Extracted data entries:
.....

//! Listing the files a run should consider.

use crate::config::CompiledFilters;
use crate::container::ContainerManager;
use crate::error::{OrganizeError, OrganizeResult};
use std::fs;
use std::path::{Path, PathBuf};

/// Returns the regular files directly inside `target`, sorted by path.
///
/// Subdirectories, the program's own archives and anything the listing
/// filters reject are left out. Entries whose metadata cannot be read are
/// skipped with a warning.
pub fn list_files(
    target: &Path,
    containers: &ContainerManager,
    filters: &CompiledFilters,
) -> OrganizeResult<Vec<PathBuf>> {
    let entries = fs::read_dir(target).map_err(|e| OrganizeError::ReadDirectory {
        path: target.to_path_buf(),
        source: e,
    })?;

    let mut files = Vec::new();
    for entry in entries {
        let entry = match entry {
            Ok(entry) => entry,
            Err(e) => {
                tracing::warn!(error = %e, "skipping unreadable directory entry");
                continue;
            }
        };
        if !entry.file_type().is_ok_and(|t| t.is_file()) {
            continue;
        }

        let path = entry.path();
        let name = entry.file_name();
        if containers.is_container_file(&path) {
            continue;
        }
        if !filters.should_include(&name.to_string_lossy()) {
            tracing::debug!(path = %path.display(), "excluded by filters");
            continue;
        }
        files.push(path);
    }

    files.sort();
    tracing::debug!(count = files.len(), target = %target.display(), "listed files");
    Ok(files)
}
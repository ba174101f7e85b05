use clap::Parser;
use packrat::cli::{Cli, run_cli};
use packrat::logging;
use packrat::output::OutputFormatter;
use std::process::ExitCode;

fn main() -> ExitCode {
    let cli = Cli::parse();
    logging::init(cli.verbose);

    match run_cli(&cli) {
        Ok(true) => ExitCode::SUCCESS,
        Ok(false) => ExitCode::FAILURE,
        Err(e) => {
            OutputFormatter::error(&format!("Error: {}", e));
            ExitCode::FAILURE
        }
    }
}
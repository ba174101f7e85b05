//! Extension-based categorization of files.
//!
//! A [`CategoryIndex`] maps category names to the extensions they own, in a
//! fixed order. [`classify`] uses it to split a listing into per-category
//! buckets, with everything unrecognized landing in [`UNKNOWN_CATEGORY`].
//!
//! # Examples
//!
//! ```
//! use packrat::category::{CategoryIndex, UNKNOWN_CATEGORY};
//!
//! let index = CategoryIndex::default();
//! assert_eq!(index.category_for("holiday.JPG"), Some("images"));
//! assert_eq!(index.category_for("notes"), None);
//! assert_eq!(UNKNOWN_CATEGORY, "unknowns");
//! ```

use crate::config::ConfigError;
use indexmap::{IndexMap, IndexSet};
use std::path::{Path, PathBuf};

/// Bucket for files that match no configured category.
pub const UNKNOWN_CATEGORY: &str = "unknowns";

/// Recorded in [`UnknownExtensions`] for files without an extension.
pub const NO_EXTENSION: &str = "<none>";

/// Built-in category table, used when the configuration has no `[categories]`.
const DEFAULT_CATEGORIES: &[(&str, &[&str])] = &[
    (
        "images",
        &[
            "jpg", "jpeg", "png", "gif", "bmp", "svg", "tiff", "psd", "heic", "heif", "webp",
            "ico", "raw",
        ],
    ),
    (
        "audio",
        &["aac", "flac", "m4a", "m4b", "mp3", "ogg", "oga", "opus", "wav", "wma"],
    ),
    (
        "videos",
        &[
            "3g2", "3gp", "avi", "flv", "m4v", "mkv", "mov", "mp4", "mpg", "mpeg", "webm", "wmv",
        ],
    ),
    (
        "documents",
        &[
            "doc", "docx", "odt", "pdf", "rtf", "tex", "txt", "md", "epub", "ppt", "pptx", "odp",
            "xls", "xlsx", "ods",
        ],
    ),
    (
        "archives",
        &["7z", "rar", "zip", "tar", "tar.gz", "tgz", "tar.xz", "tar.bz2", "gz", "xz"],
    ),
    ("disc_images", &["dmg", "iso", "img", "vcd"]),
    ("data", &["csv", "db", "sqlite", "json", "xml", "yaml", "yml", "sql", "log"]),
    (
        "code",
        &[
            "c", "cpp", "h", "hpp", "cs", "java", "js", "ts", "py", "rs", "go", "rb", "sh", "html",
            "css",
        ],
    ),
    (
        "executables",
        &["apk", "appimage", "bat", "deb", "exe", "jar", "msi", "rpm", "cmd", "ps1"],
    ),
    ("fonts", &["ttf", "otf", "woff", "woff2"]),
    ("models", &["3mf", "blend", "fbx", "gltf", "glb", "obj", "stl", "ply"]),
    ("torrents", &["torrent"]),
];

/// Immutable, ordered mapping from category name to extensions.
///
/// Extensions are compared case-insensitively. The same extension may appear
/// under several categories; the one declared first wins.
#[derive(Debug, Clone, PartialEq, Eq)]
pub struct CategoryIndex {
    categories: Vec<(String, Vec<String>)>,
}

impl CategoryIndex {
    /// Builds an index from configuration order.
    ///
    /// # Errors
    ///
    /// Returns [`ConfigError::InvalidCategory`] for a name that is empty,
    /// collides with [`UNKNOWN_CATEGORY`], or cannot be a single folder or
    /// archive name in the target directory.
    pub fn new(mapping: IndexMap<String, Vec<String>>) -> Result<Self, ConfigError> {
        let mut categories = Vec::with_capacity(mapping.len());
        for (name, extensions) in mapping {
            let name = name.trim().to_string();
            if name.is_empty() {
                return Err(ConfigError::InvalidCategory {
                    name,
                    reason: "category name is empty".to_string(),
                });
            }
            if name == UNKNOWN_CATEGORY {
                return Err(ConfigError::InvalidCategory {
                    name,
                    reason: format!("'{}' is reserved", UNKNOWN_CATEGORY),
                });
            }
            if let Some(reason) = container_name_problem(&name) {
                return Err(ConfigError::InvalidCategory {
                    name,
                    reason: reason.to_string(),
                });
            }
            let extensions = extensions
                .iter()
                .map(|ext| ext.trim().trim_start_matches('.').to_lowercase())
                .filter(|ext| !ext.is_empty())
                .collect();
            categories.push((name, extensions));
        }
        Ok(Self { categories })
    }

    /// Returns the category that owns `file_name`, if any.
    ///
    /// A file matches when its lower-cased name ends with `.` followed by
    /// one of the category's extensions, so `tar.gz` works as well as `gz`.
    pub fn category_for(&self, file_name: &str) -> Option<&str> {
        let lower = file_name.to_lowercase();
        self.categories
            .iter()
            .find(|(_, extensions)| {
                extensions.iter().any(|ext| {
                    lower
                        .strip_suffix(ext.as_str())
                        .and_then(|rest| rest.strip_suffix('.'))
                        .is_some_and(|stem| !stem.is_empty())
                })
            })
            .map(|(name, _)| name.as_str())
    }

    /// Returns true if `name` is a configured category or [`UNKNOWN_CATEGORY`].
    pub fn owns_container_name(&self, name: &str) -> bool {
        name == UNKNOWN_CATEGORY || self.categories.iter().any(|(c, _)| c == name)
    }

    /// Category names in configuration order.
    pub fn names(&self) -> impl Iterator<Item = &str> {
        self.categories.iter().map(|(name, _)| name.as_str())
    }

    pub fn len(&self) -> usize {
        self.categories.len()
    }

    pub fn is_empty(&self) -> bool {
        self.categories.is_empty()
    }
}

/// Why `name` cannot name a container directly in the target, if it can't.
fn container_name_problem(name: &str) -> Option<&'static str> {
    if name == "." || name == ".." {
        return Some("must not be '.' or '..'");
    }
    if name.contains(['/', '\\']) {
        return Some("must not contain a path separator");
    }
    if name.to_lowercase().ends_with(".zip") {
        return Some("must not end in .zip");
    }
    None
}

impl Default for CategoryIndex {
    fn default() -> Self {
        Self {
            categories: DEFAULT_CATEGORIES
                .iter()
                .map(|(name, exts)| {
                    (
                        name.to_string(),
                        exts.iter().map(|ext| ext.to_string()).collect(),
                    )
                })
                .collect(),
        }
    }
}

/// Extensions seen during classification that no category claims.
///
/// Kept by the caller across calls so the set can be offered as a hint for
/// extending the configuration.
#[derive(Debug, Default, Clone)]
pub struct UnknownExtensions {
    seen: IndexSet<String>,
}

impl UnknownExtensions {
    pub fn new() -> Self {
        Self::default()
    }

    fn record(&mut self, path: &Path) {
        let ext = path
            .extension()
            .map(|ext| ext.to_string_lossy().to_lowercase())
            .unwrap_or_else(|| NO_EXTENSION.to_string());
        self.seen.insert(ext);
    }

    pub fn contains(&self, ext: &str) -> bool {
        self.seen.contains(ext)
    }

    pub fn iter(&self) -> impl Iterator<Item = &str> {
        self.seen.iter().map(String::as_str)
    }

    pub fn is_empty(&self) -> bool {
        self.seen.is_empty()
    }
}

/// Files grouped by category.
///
/// Buckets follow configuration order with [`UNKNOWN_CATEGORY`] last. Only
/// populated buckets are present, and every input path is in exactly one.
#[derive(Debug, Default, Clone, PartialEq, Eq)]
pub struct Classification {
    buckets: IndexMap<String, Vec<PathBuf>>,
}

impl Classification {
    pub fn get(&self, category: &str) -> Option<&[PathBuf]> {
        self.buckets.get(category).map(Vec::as_slice)
    }

    /// Iterates `(category, files)` in bucket order.
    pub fn iter(&self) -> impl Iterator<Item = (&str, &[PathBuf])> {
        self.buckets
            .iter()
            .map(|(name, files)| (name.as_str(), files.as_slice()))
    }

    pub fn categories(&self) -> impl Iterator<Item = &str> {
        self.buckets.keys().map(String::as_str)
    }

    /// Total number of classified files.
    pub fn file_count(&self) -> usize {
        self.buckets.values().map(Vec::len).sum()
    }

    pub fn is_empty(&self) -> bool {
        self.buckets.is_empty()
    }
}

/// Groups `paths` by category.
///
/// Total over any input: a path with no extension, or one no category
/// claims, goes to [`UNKNOWN_CATEGORY`] and its extension is recorded in
/// `unknown`. Nothing else is touched.
///
/// # Examples
///
/// ```
/// use packrat::category::{classify, CategoryIndex, UnknownExtensions};
/// use std::path::PathBuf;
///
/// let index = CategoryIndex::default();
/// let mut unknown = UnknownExtensions::new();
/// let paths = vec![PathBuf::from("/tmp/a.png"), PathBuf::from("/tmp/b.xyz")];
/// let result = classify(&paths, &index, &mut unknown);
///
/// assert_eq!(result.get("images").unwrap().len(), 1);
/// assert_eq!(result.get("unknowns").unwrap().len(), 1);
/// assert!(unknown.contains("xyz"));
/// ```
pub fn classify(
    paths: &[PathBuf],
    index: &CategoryIndex,
    unknown: &mut UnknownExtensions,
) -> Classification {
    let mut by_category: IndexMap<&str, Vec<PathBuf>> =
        index.names().map(|name| (name, Vec::new())).collect();
    let mut unknowns = Vec::new();

    for path in paths {
        let file_name = path
            .file_name()
            .map(|n| n.to_string_lossy())
            .unwrap_or_default();
        match index
            .category_for(&file_name)
            .and_then(|category| by_category.get_mut(category))
        {
            Some(bucket) => bucket.push(path.clone()),
            None => {
                unknown.record(path);
                unknowns.push(path.clone());
            }
        }
    }

    let mut buckets: IndexMap<String, Vec<PathBuf>> = by_category
        .into_iter()
        .filter(|(_, files)| !files.is_empty())
        .map(|(name, files)| (name.to_string(), files))
        .collect();
    if !unknowns.is_empty() {
        buckets.insert(UNKNOWN_CATEGORY.to_string(), unknowns);
    }

    tracing::debug!(
        categories = buckets.len(),
        files = paths.len(),
        "classified listing"
    );
    Classification { buckets }
}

.....

- _Task brief_
Scanning the data above, copy out every line where "Returns" is found.

- _Output for this task_
/// Returns the regular files directly inside `target`, sorted by path.
    /// Returns [`ConfigError::InvalidCategory`] for a name that is empty,
    /// Returns the category that owns `file_name`, if any.
    /// Returns true if `name` is a configured category or [`UNKNOWN_CATEGORY`].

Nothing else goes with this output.